## SUPPLIED DATA
▬▬▬

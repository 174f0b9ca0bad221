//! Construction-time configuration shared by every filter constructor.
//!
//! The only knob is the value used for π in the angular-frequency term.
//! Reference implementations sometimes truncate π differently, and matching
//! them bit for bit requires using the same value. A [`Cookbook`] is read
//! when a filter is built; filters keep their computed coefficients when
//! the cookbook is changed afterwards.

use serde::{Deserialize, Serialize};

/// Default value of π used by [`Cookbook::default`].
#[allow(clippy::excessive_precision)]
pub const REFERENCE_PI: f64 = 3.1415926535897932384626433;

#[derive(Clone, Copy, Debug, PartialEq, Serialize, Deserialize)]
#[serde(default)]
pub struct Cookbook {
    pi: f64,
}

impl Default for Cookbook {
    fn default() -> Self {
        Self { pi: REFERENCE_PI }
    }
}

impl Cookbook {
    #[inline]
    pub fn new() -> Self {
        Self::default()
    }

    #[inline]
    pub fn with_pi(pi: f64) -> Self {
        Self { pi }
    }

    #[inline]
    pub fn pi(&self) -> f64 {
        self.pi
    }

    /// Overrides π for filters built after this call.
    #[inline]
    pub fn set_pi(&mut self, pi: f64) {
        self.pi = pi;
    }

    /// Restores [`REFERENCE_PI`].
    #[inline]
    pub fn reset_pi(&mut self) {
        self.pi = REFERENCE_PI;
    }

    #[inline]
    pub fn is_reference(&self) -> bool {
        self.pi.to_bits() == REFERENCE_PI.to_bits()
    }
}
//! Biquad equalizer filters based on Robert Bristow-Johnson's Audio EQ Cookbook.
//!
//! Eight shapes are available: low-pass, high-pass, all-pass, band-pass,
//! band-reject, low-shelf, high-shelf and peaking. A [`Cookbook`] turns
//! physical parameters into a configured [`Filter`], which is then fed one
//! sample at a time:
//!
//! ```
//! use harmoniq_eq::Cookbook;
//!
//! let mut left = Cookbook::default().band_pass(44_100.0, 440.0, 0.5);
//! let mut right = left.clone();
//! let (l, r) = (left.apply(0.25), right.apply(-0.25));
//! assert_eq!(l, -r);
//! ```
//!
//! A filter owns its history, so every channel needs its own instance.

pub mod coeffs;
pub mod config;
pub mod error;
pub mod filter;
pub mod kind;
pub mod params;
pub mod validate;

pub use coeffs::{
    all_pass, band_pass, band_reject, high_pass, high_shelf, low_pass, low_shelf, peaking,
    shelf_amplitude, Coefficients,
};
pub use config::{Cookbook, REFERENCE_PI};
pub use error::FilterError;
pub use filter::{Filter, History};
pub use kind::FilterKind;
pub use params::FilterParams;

▬▬▬

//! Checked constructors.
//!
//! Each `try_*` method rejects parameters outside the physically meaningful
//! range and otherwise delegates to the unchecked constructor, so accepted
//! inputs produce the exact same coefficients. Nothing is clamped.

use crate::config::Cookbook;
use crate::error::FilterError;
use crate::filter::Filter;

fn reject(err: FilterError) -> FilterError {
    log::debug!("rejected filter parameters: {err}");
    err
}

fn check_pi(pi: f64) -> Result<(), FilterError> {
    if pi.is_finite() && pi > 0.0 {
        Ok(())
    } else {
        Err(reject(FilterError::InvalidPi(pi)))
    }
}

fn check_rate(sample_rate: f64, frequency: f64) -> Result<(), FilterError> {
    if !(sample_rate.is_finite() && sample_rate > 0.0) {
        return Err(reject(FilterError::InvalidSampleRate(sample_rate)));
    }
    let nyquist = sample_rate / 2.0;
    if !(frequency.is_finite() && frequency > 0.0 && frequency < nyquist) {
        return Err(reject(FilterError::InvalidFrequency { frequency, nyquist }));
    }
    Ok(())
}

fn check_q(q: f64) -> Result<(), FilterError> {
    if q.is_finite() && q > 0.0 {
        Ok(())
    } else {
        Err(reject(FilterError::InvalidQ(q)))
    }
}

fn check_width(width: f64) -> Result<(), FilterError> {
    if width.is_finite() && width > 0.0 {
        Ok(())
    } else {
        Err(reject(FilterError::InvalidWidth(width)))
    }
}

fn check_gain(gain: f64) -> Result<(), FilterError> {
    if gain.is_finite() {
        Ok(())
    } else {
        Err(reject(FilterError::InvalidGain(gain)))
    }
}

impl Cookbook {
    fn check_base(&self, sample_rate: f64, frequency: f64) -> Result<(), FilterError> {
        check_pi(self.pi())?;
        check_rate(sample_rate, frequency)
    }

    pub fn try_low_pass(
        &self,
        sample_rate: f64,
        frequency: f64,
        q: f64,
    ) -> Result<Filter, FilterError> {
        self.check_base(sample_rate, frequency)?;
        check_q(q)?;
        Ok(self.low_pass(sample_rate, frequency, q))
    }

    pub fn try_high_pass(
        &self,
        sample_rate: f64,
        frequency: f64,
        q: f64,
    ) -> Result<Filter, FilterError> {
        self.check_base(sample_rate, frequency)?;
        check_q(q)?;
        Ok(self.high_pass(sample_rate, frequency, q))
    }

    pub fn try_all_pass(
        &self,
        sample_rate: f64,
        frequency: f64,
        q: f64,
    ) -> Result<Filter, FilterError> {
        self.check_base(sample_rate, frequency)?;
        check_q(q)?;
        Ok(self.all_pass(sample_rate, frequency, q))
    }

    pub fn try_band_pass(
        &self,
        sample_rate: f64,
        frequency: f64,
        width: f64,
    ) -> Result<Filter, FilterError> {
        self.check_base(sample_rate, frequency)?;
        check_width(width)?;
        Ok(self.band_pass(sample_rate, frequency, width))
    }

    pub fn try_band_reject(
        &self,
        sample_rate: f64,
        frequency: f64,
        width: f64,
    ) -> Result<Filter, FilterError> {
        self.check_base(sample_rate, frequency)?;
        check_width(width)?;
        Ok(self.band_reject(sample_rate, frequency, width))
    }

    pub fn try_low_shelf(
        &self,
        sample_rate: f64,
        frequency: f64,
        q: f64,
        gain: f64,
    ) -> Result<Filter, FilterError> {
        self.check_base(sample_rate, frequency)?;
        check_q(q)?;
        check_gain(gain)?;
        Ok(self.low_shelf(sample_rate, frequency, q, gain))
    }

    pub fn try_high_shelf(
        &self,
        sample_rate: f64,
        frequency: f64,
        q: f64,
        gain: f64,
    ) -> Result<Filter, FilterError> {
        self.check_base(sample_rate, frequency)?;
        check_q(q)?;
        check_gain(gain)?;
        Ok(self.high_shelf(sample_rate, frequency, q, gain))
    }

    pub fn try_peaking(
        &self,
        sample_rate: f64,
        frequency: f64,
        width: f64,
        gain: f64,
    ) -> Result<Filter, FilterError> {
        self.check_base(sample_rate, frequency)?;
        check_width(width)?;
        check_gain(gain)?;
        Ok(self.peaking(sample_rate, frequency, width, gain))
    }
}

▬▬▬

## YOUR TASK
When a line of the material holds the string "parameters", copy that line.

## EXERCISE OUTPUT
//! physical parameters into a configured [`Filter`], which is then fed one
//! Each `try_*` method rejects parameters outside the physically meaningful
    log::debug!("rejected filter parameters: {err}");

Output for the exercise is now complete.